L’île mystérieuse
L’Altra In the afternoon (2002, Aesthetics)
Voici un disque dont les teintes automnales collent à merveille à ce printemps pluvieux qui fait ressembler ces jours de juin à des soirées d’octobre. Les chansons élégiaques et lentes de ce groupe de Chicago constituent une bande-son idéale pour cette saison de pluie, et elles reviennent donc m’entourer du halo de mystère qui les habille depuis que je les ai découvertes.
Je ne sais quasiment rien de L’Altra et je n’en avais jamais entendu parler lorsqu’un conseil ami m’engagea à écouter cet album. J’ignorais ainsi qu’In the afternoon était le deuxième album de ce quintette chicagoan mené par Lindsay Anderson et Joseph Costa. Et je ne sais rien de leur parcours depuis, leur troisième (et dernier à ce jour) opus – Different days paru en 2005 – n’étant pas parvenu jusqu’à mes rivages.
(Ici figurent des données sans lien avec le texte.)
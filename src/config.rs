//! Configuration management for the application.
//!
//! This module handles loading, validating, and saving application configuration
//! in TOML format with platform-specific directory resolution.

use anyhow::{Context, Result};
use serde::{Deserialize, Serialize};
use std::fmt;
use std::fs;
use std::path::{Path, PathBuf};
use std::str::FromStr;

/// What to do when a playback is requested while another one is running.
#[derive(Debug, Clone, Copy, PartialEq, Eq, Serialize, Deserialize, Default)]
#[serde(rename_all = "lowercase")]
pub enum OverlapPolicy {
    /// Refuse the new request and leave the running playback alone
    #[default]
    Reject,
    /// Cancel the running playback and start the new one
    Preempt,
}

impl fmt::Display for OverlapPolicy {
    fn fmt(&self, f: &mut fmt::Formatter<'_>) -> fmt::Result {
        match self {
            Self::Reject => write!(f, "reject"),
            Self::Preempt => write!(f, "preempt"),
        }
    }
}

impl FromStr for OverlapPolicy {
    type Err = anyhow::Error;

    fn from_str(s: &str) -> Result<Self> {
        match s.to_lowercase().as_str() {
            "reject" => Ok(Self::Reject),
            "preempt" => Ok(Self::Preempt),
            other => anyhow::bail!("Unknown overlap policy '{other}'. Use reject or preempt"),
        }
    }
}

/// Which vibration output to drive.
#[derive(Debug, Clone, Copy, PartialEq, Eq, Serialize, Deserialize, Default)]
#[serde(rename_all = "lowercase")]
pub enum DeviceKind {
    /// Draw pulses in the terminal
    #[default]
    Console,
    /// Emit pulses as log events
    Log,
}

impl fmt::Display for DeviceKind {
    fn fmt(&self, f: &mut fmt::Formatter<'_>) -> fmt::Result {
        match self {
            Self::Console => write!(f, "console"),
            Self::Log => write!(f, "log"),
        }
    }
}

impl FromStr for DeviceKind {
    type Err = anyhow::Error;

    fn from_str(s: &str) -> Result<Self> {
        match s.to_lowercase().as_str() {
            "console" => Ok(Self::Console),
            "log" => Ok(Self::Log),
            other => anyhow::bail!("Unknown device '{other}'. Use console or log"),
        }
    }
}

/// Playback timings and behaviour.
///
/// All durations are in milliseconds and describe playback at speed 0.
#[derive(Debug, Clone, PartialEq, Serialize, Deserialize)]
#[serde(default)]
pub struct PlaybackConfig {
    /// Length of one vibration burst
    pub dot_length_ms: u64,
    /// Off time between the two bursts of a dash
    pub dash_spacing_ms: u64,
    /// Pause after each dot or dash
    pub symbol_gap_ms: u64,
    /// Pause at a letter boundary
    pub letter_gap_ms: u64,
    /// Pause at a word boundary
    pub word_gap_ms: u64,
    /// Vibration amplitude (1-255)
    pub intensity: u8,
    /// Duration multiplier applied at full speed (0 < scale <= 1)
    pub min_speed_scale: f64,
    /// Behaviour when a playback is already running
    pub overlap: OverlapPolicy,
}

impl Default for PlaybackConfig {
    fn default() -> Self {
        Self {
            dot_length_ms: 50,
            dash_spacing_ms: 100,
            symbol_gap_ms: 450,
            letter_gap_ms: 900,
            word_gap_ms: 2250,
            intensity: 255,
            min_speed_scale: 0.25,
            overlap: OverlapPolicy::default(),
        }
    }
}

/// Vibration device selection.
#[derive(Debug, Clone, PartialEq, Eq, Serialize, Deserialize, Default)]
#[serde(default)]
pub struct DeviceConfig {
    /// Device to drive
    pub kind: DeviceKind,
    /// Ring the terminal bell on every pulse (console device only)
    pub bell: bool,
}

/// Foreground service settings.
#[derive(Debug, Clone, PartialEq, Eq, Serialize, Deserialize)]
#[serde(default)]
pub struct ServiceConfig {
    /// Address to bind to
    pub host: String,
    /// Port to listen on
    pub port: u16,
}

impl Default for ServiceConfig {
    fn default() -> Self {
        Self {
            host: "127.0.0.1".to_string(),
            port: 3031,
        }
    }
}

/// Application configuration.
///
/// # File Location
///
/// - Linux: `~/.config/MorseVibe/config.toml`
/// - macOS: `~/Library/Application Support/MorseVibe/config.toml`
/// - Windows: `%APPDATA%\MorseVibe\config.toml`
///
/// # Validation
///
/// - `dot_length_ms` must be non-zero
/// - `symbol_gap_ms` must be at least two dot lengths, so a dash has finished
///   before the next pulse starts
/// - `intensity` must be non-zero
/// - `min_speed_scale` must be in `(0, 1]`
/// - `port` must be non-zero
#[derive(Debug, Clone, PartialEq, Serialize, Deserialize, Default)]
#[serde(default)]
pub struct Config {
    /// Playback timings
    pub playback: PlaybackConfig,
    /// Vibration device
    pub device: DeviceConfig,
    /// Foreground service
    pub service: ServiceConfig,
}

impl Config {
    /// Creates a new Config with default values.
    #[must_use]
    pub fn new() -> Self {
        Self::default()
    }

    /// Gets the platform-specific config directory path.
    ///
    /// - Linux: `~/.config/MorseVibe/`
    /// - macOS: `~/Library/Application Support/MorseVibe/`
    /// - Windows: `%APPDATA%\MorseVibe\`
    pub fn config_dir() -> Result<PathBuf> {
        let config_dir = dirs::config_dir()
            .context("Failed to determine config directory")?
            .join("MorseVibe");

        Ok(config_dir)
    }

    /// Gets the full path to the config file.
    pub fn config_file_path() -> Result<PathBuf> {
        Ok(Self::config_dir()?.join("config.toml"))
    }

    /// Loads configuration from an explicit path.
    ///
    /// A missing file yields the default configuration; a present but
    /// invalid file is an error.
    pub fn load_from(config_path: &Path) -> Result<Self> {
        if !config_path.exists() {
            return Ok(Self::new());
        }

        let content = fs::read_to_string(config_path).context(format!(
            "Failed to read config file: {}",
            config_path.display()
        ))?;

        let config: Self = toml::from_str(&content).context(format!(
            "Failed to parse config file: {}",
            config_path.display()
        ))?;

        config.validate().context(format!(
            "Invalid configuration in {}",
            config_path.display()
        ))?;

        Ok(config)
    }

    /// Saves configuration to `config_path` using atomic write.
    ///
    /// Uses temp file + rename pattern for atomic writes.
    pub fn save_to(&self, config_path: &Path) -> Result<()> {
        self.validate()?;

        if let Some(config_dir) = config_path.parent() {
            fs::create_dir_all(config_dir).context(format!(
                "Failed to create config directory: {}",
                config_dir.display()
            ))?;
        }

        let content = toml::to_string_pretty(self).context("Failed to serialize configuration")?;

        let temp_path = config_path.with_extension("toml.tmp");

        fs::write(&temp_path, content).context(format!(
            "Failed to write temp config file: {}",
            temp_path.display()
        ))?;

        fs::rename(&temp_path, config_path).context(format!(
            "Failed to rename temp config file to: {}",
            config_path.display()
        ))?;

        Ok(())
    }

    /// Validates configuration values.
    pub fn validate(&self) -> Result<()> {
        let playback = &self.playback;

        if playback.dot_length_ms == 0 {
            anyhow::bail!("playback.dot_length_ms must be greater than 0");
        }

        let min_symbol_gap = playback.dot_length_ms.checked_mul(2);
        if min_symbol_gap.map_or(true, |min| playback.symbol_gap_ms < min) {
            anyhow::bail!(
                "playback.symbol_gap_ms ({}) must be at least twice playback.dot_length_ms ({}) \
                 or consecutive pulses would overlap",
                playback.symbol_gap_ms,
                playback.dot_length_ms
            );
        }

        if playback.intensity == 0 {
            anyhow::bail!("playback.intensity must be between 1 and 255");
        }

        if !(playback.min_speed_scale > 0.0 && playback.min_speed_scale <= 1.0) {
            anyhow::bail!(
                "playback.min_speed_scale must be greater than 0 and at most 1, got {}",
                playback.min_speed_scale
            );
        }

        if self.service.port == 0 {
            anyhow::bail!("service.port must be greater than 0");
        }

        Ok(())
    }
}

#[cfg(test)]
mod tests {
    use super::*;
    use tempfile::TempDir;

    #[test]
    fn test_config_new() {
        let config = Config::new();
        assert_eq!(config.playback.dot_length_ms, 50);
        assert_eq!(config.playback.dash_spacing_ms, 100);
        assert_eq!(config.playback.symbol_gap_ms, 450);
        // letter and word gaps are 2x and 5x the symbol gap
        assert_eq!(config.playback.letter_gap_ms, config.playback.symbol_gap_ms * 2);
        assert_eq!(config.playback.word_gap_ms, config.playback.symbol_gap_ms * 5);
        assert_eq!(config.playback.intensity, 255);
        assert_eq!(config.playback.overlap, OverlapPolicy::Reject);
        assert_eq!(config.device.kind, DeviceKind::Console);
        assert!(!config.device.bell);
        assert_eq!(config.service.port, 3031);
    }

    #[test]
    fn test_config_validate_default() {
        assert!(Config::new().validate().is_ok());
    }

    #[test]
    fn test_config_validate_rejects_overlapping_pulses() {
        let mut config = Config::new();
        config.playback.symbol_gap_ms = 99;
        let err = config.validate().unwrap_err();
        assert!(err.to_string().contains("overlap"));

        config.playback.symbol_gap_ms = 100;
        assert!(config.validate().is_ok());

        config.playback.dot_length_ms = u64::MAX;
        config.playback.symbol_gap_ms = u64::MAX;
        let err = config.validate().unwrap_err();
        assert!(err.to_string().contains("overlap"));
    }

    #[test]
    fn test_config_validate_rejects_bad_values() {
        let mut config = Config::new();
        config.playback.dot_length_ms = 0;
        assert!(config.validate().is_err());

        let mut config = Config::new();
        config.playback.intensity = 0;
        assert!(config.validate().is_err());

        let mut config = Config::new();
        config.playback.min_speed_scale = 0.0;
        assert!(config.validate().is_err());
        config.playback.min_speed_scale = 1.5;
        assert!(config.validate().is_err());
        config.playback.min_speed_scale = f64::NAN;
        assert!(config.validate().is_err());

        let mut config = Config::new();
        config.service.port = 0;
        assert!(config.validate().is_err());
    }

    #[test]
    fn test_config_save_and_load() {
        let temp_dir = TempDir::new().unwrap();
        let config_file = temp_dir.path().join("nested").join("config.toml");

        let mut config = Config::new();
        config.playback.symbol_gap_ms = 300;
        config.playback.overlap = OverlapPolicy::Preempt;
        config.device.kind = DeviceKind::Log;
        config.service.port = 8080;

        config.save_to(&config_file).unwrap();
        assert!(config_file.exists());
        assert!(!config_file.with_extension("toml.tmp").exists());

        let loaded = Config::load_from(&config_file).unwrap();
        assert_eq!(loaded, config);
    }

    #[test]
    fn test_config_load_missing_file_is_default() {
        let temp_dir = TempDir::new().unwrap();
        let loaded = Config::load_from(&temp_dir.path().join("absent.toml")).unwrap();
        assert_eq!(loaded, Config::default());
    }

    #[test]
    fn test_config_load_partial_file_fills_defaults() {
        let temp_dir = TempDir::new().unwrap();
        let config_file = temp_dir.path().join("config.toml");
        fs::write(
            &config_file,
            "[playback]\nsymbol_gap_ms = 200\noverlap = \"preempt\"\n",
        )
        .unwrap();

        let loaded = Config::load_from(&config_file).unwrap();
        assert_eq!(loaded.playback.symbol_gap_ms, 200);
        assert_eq!(loaded.playback.dot_length_ms, 50);
        assert_eq!(loaded.playback.overlap, OverlapPolicy::Preempt);
        assert_eq!(loaded.service, ServiceConfig::default());
    }

    #[test]
    fn test_config_load_invalid_file() {
        let temp_dir = TempDir::new().unwrap();
        let config_file = temp_dir.path().join("config.toml");

        fs::write(&config_file, "[playback\n").unwrap();
        assert!(Config::load_from(&config_file).is_err());

        fs::write(&config_file, "[playback]\ndot_length_ms = 0\n").unwrap();
        let err = Config::load_from(&config_file).unwrap_err();
        assert!(format!("{err:#}").contains("dot_length_ms"));

        fs::write(
            &config_file,
            "[playback]\ndot_length_ms = 9223372036854775807\nsymbol_gap_ms = 9223372036854775807\n",
        )
        .unwrap();
        let err = Config::load_from(&config_file).unwrap_err();
        assert!(format!("{err:#}").contains("symbol_gap_ms"));
    }

    #[test]
    fn test_save_rejects_invalid_config() {
        let temp_dir = TempDir::new().unwrap();
        let config_file = temp_dir.path().join("config.toml");

        let mut config = Config::new();
        config.playback.intensity = 0;
        assert!(config.save_to(&config_file).is_err());
        assert!(!config_file.exists());
    }

    #[test]
    fn test_enum_parsing() {
        assert_eq!("Preempt".parse::<OverlapPolicy>().unwrap(), OverlapPolicy::Preempt);
        assert_eq!("reject".parse::<OverlapPolicy>().unwrap(), OverlapPolicy::Reject);
        assert!("queue".parse::<OverlapPolicy>().is_err());

        assert_eq!("LOG".parse::<DeviceKind>().unwrap(), DeviceKind::Log);
        assert_eq!(DeviceKind::Console.to_string(), "console");
        assert!("haptic".parse::<DeviceKind>().is_err());
    }
}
Cet énigmatique combo nous gratifie en tout cas d’un disque dont la beauté ouatée s’avère proprement fascinante. L’Altra évolue à la croisée du folk, de la pop, de la musique de chambre (Goodbye music) et du post-rock (Chicago oblige? – remember Tortoise, Gastr del Sol et autres groupes de cette scène qui fit parler au mitan des années 1990) et délivre une musique mélancolique et cotonneuse faite pour accompagner nos humeurs indolentes. Usant du piano, du violoncelle ou de la guitare, le groupe crée une atmosphère tantôt inquiète (Broken mouths), tantôt sereine (Black arrow) mais les sentiments qui transparaissent semblent nous parvenir comme assourdis. Les chants entremêlés de Lindsay Anderson et Joseph Costa apportent une touche de sensualité onirique qui n’est pas sans rappeler les récents et acclamés The XX – mais un The XX qui aurait écouté la BO de Michael Nyman pour La leçon de piano plutôt que les pyromanes glacés du post-punk et de la new-wave. La musique de L’Altra semble au final comme engourdie et sa mélancolie insidieuse et lumineuse n’en devient que plus addictive. On pensera aussi à un groupe comme Low, mais un Low ayant là encore davantage écouté le Neil Young pastoral que Joy Division.
Sur cette île mystérieuse, on se perdra donc dans les méandres tracés par Soft connection (“When I fall asleep / Will you be there to wake me”) ou Black arrow. On s’arrêtera surtout devant la magie tortueuse qui se dégage d’un morceau comme A delicate flower, titre dont l’écoute nous rappelle la fascination qu’on éprouvait enfant à suivre le chemin d’une goutte d’eau sur une vitre, ce lent écoulement pourtant plein d’imprévus dont la trajectoire se fond avec celles des autres gouttes qui l’entourent. Pas question non plus de passer sous silence le formidable Ways out dont le lyrisme contenu se répand peu à peu en un torrent de violoncelle bouleversant. Mention enfin au fiévreux Broken mouths et à son piano inquiet, dont on suit transpirant la cavalcade romantique. Le disque se termine sur un fabuleux instrumental, ce Goodbye music joué à la bougie qui réchauffe et étreint à la fois.
Drôle de disque donc, sorte de pièce unique à la mélancolie addictive et au spleen accueillant, parfait compagnon des jours de pluie ou de morne soleil.